:: DATA FOR THE TASK ::

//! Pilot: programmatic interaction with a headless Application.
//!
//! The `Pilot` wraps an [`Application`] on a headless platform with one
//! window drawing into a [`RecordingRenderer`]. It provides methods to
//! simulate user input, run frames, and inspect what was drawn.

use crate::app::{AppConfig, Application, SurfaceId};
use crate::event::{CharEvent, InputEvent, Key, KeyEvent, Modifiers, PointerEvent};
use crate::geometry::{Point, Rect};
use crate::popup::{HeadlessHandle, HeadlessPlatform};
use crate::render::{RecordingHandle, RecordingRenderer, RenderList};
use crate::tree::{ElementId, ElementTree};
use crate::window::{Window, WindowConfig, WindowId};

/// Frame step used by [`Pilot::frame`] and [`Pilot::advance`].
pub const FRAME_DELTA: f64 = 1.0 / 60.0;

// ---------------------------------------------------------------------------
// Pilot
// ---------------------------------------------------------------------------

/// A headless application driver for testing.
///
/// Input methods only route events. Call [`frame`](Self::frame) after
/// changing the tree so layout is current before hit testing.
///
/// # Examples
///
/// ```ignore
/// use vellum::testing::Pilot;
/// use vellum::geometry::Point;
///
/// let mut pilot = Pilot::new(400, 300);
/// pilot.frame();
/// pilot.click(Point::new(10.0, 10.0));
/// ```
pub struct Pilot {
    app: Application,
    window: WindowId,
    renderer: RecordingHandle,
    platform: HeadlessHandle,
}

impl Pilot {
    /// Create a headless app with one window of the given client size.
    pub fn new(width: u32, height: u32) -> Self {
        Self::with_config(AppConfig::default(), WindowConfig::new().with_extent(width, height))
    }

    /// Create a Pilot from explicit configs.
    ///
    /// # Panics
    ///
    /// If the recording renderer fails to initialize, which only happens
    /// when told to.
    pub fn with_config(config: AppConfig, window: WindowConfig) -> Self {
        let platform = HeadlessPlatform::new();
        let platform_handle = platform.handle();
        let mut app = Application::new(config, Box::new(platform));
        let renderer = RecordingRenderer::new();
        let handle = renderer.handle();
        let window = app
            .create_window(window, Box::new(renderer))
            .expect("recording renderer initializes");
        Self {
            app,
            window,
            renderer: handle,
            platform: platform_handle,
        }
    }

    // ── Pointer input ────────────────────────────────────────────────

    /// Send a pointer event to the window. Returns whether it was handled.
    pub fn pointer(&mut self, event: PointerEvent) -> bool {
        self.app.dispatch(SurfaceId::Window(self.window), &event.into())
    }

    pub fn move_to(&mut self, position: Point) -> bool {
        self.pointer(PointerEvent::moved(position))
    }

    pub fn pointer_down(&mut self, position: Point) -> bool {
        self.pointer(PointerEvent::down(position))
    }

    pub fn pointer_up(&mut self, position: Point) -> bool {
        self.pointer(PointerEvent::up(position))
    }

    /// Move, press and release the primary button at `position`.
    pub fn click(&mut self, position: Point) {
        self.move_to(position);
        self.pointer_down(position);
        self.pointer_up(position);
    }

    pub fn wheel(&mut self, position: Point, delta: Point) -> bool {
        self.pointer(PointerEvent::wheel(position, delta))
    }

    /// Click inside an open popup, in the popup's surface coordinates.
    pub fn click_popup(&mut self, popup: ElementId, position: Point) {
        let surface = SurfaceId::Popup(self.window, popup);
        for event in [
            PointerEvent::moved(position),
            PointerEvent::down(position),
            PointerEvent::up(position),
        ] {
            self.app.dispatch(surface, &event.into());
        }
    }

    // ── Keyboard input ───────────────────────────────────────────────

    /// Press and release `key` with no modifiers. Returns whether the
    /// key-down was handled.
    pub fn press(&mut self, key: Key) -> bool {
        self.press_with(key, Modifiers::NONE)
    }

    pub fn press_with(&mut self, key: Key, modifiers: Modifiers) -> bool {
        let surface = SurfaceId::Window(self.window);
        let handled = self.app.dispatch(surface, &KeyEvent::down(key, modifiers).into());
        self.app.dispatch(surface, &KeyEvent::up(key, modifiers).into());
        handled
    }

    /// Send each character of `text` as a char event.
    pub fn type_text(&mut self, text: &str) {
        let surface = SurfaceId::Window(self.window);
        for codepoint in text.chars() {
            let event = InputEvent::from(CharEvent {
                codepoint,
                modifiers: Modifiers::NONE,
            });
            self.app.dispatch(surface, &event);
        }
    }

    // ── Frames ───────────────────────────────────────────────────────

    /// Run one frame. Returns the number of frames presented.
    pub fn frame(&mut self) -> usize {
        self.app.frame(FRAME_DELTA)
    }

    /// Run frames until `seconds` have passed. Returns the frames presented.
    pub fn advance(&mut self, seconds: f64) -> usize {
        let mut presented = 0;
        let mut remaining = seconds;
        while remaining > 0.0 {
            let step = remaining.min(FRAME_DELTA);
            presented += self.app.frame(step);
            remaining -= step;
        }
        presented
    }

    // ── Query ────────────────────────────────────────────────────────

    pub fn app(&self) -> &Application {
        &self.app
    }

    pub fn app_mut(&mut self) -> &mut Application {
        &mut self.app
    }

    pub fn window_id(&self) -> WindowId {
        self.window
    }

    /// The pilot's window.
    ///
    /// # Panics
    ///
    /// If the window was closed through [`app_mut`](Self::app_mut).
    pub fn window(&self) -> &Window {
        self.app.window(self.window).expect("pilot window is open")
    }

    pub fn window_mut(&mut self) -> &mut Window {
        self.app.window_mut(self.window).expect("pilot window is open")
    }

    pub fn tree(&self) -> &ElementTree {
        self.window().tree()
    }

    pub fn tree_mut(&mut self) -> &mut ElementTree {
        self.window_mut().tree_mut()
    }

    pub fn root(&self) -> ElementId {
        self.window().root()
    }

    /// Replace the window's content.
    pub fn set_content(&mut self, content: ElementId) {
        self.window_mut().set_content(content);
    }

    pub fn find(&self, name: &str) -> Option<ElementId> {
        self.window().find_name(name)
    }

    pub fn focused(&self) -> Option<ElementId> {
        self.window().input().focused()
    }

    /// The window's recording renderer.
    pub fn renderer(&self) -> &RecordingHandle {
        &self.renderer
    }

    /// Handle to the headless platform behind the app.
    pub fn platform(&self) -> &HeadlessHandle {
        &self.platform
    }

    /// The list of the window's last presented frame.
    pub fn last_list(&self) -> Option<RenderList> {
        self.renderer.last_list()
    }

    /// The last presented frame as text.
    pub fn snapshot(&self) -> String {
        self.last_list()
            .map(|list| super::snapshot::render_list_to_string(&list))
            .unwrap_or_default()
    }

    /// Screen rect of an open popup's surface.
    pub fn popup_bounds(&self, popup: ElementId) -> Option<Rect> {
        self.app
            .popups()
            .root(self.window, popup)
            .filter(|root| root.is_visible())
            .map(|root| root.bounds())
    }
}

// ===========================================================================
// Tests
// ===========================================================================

:::
:: DATA FOR THE TASK ::

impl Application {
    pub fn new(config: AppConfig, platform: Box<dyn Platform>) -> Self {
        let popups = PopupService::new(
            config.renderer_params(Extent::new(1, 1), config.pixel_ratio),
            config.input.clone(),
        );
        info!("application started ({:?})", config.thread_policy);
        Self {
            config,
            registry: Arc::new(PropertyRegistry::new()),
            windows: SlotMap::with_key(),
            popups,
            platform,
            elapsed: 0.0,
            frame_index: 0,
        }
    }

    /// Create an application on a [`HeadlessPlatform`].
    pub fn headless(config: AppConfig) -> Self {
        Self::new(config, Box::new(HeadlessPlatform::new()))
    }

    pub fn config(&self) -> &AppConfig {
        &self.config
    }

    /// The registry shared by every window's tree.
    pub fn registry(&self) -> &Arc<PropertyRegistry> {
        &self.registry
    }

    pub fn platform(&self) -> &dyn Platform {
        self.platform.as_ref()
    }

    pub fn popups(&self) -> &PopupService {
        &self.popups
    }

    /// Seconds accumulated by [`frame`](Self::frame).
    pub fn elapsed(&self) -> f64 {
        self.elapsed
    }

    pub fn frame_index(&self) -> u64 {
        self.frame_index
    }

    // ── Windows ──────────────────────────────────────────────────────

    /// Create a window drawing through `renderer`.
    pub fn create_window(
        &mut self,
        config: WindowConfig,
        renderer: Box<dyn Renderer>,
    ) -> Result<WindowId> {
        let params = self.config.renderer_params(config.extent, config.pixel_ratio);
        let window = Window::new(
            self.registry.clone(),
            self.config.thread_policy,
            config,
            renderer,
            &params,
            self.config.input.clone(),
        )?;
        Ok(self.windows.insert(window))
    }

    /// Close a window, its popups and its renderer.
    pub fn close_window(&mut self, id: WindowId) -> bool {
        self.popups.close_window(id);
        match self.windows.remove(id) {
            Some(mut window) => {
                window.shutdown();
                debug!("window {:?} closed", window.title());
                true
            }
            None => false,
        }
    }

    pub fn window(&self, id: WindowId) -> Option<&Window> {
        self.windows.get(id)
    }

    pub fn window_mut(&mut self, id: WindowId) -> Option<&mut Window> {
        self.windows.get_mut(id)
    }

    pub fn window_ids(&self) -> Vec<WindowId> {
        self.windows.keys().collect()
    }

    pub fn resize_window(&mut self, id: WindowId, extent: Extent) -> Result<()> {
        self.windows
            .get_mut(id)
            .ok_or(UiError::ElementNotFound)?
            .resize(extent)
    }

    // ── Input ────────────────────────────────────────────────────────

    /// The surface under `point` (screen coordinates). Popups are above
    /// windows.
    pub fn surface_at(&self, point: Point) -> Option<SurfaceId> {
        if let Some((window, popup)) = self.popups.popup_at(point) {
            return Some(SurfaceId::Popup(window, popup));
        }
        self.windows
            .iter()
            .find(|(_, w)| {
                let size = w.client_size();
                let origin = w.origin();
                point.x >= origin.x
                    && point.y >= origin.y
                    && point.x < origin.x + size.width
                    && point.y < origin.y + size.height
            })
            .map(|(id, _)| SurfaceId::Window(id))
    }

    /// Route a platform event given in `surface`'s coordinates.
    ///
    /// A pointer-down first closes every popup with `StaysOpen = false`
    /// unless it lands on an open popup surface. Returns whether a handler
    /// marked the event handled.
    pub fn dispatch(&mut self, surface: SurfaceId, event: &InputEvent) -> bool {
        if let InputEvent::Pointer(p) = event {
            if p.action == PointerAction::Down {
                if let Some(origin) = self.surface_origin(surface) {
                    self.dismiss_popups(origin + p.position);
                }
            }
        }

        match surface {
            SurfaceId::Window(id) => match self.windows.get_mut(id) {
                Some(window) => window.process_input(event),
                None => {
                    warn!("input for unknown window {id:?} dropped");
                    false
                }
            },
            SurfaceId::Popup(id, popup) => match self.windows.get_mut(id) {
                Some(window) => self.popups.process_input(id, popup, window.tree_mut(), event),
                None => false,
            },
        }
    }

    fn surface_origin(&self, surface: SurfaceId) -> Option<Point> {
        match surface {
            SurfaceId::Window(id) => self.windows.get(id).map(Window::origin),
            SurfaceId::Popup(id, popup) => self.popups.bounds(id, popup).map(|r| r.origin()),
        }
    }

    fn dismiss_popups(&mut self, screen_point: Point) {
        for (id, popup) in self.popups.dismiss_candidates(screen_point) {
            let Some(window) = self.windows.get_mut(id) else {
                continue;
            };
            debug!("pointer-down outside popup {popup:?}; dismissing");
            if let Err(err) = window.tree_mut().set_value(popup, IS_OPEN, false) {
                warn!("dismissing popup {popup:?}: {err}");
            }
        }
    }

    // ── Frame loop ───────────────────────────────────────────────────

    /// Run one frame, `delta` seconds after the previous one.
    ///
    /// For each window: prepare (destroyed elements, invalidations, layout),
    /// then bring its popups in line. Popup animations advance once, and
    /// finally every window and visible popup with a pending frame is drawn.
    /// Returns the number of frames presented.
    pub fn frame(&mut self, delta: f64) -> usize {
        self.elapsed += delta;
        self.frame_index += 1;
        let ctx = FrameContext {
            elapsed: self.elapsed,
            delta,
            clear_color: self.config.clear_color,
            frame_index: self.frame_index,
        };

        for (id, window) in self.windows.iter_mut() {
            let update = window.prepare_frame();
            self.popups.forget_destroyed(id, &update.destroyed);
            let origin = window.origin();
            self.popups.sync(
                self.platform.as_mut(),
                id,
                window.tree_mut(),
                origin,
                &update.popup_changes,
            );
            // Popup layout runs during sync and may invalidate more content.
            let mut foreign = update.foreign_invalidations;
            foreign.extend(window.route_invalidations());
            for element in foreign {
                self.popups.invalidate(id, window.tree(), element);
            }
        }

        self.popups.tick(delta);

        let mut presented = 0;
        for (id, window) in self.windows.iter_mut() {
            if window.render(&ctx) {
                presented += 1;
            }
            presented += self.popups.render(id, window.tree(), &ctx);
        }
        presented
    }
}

:::
:: DATA FOR THE TASK ::

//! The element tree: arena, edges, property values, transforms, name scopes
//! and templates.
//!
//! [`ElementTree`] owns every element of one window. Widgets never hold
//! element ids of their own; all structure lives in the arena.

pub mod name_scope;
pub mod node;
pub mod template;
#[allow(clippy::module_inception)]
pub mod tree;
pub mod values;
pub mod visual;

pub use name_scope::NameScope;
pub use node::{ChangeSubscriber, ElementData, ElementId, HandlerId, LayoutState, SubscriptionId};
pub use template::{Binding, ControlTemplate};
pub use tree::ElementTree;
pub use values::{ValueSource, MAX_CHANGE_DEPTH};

:::

→ **TASK DESCRIPTION**
Each line of the listing above that includes the word "wheel" should be copied.

→ **FINAL ANSWER**
    pub fn wheel(&mut self, position: Point, delta: Point) -> bool {
        self.pointer(PointerEvent::wheel(position, delta))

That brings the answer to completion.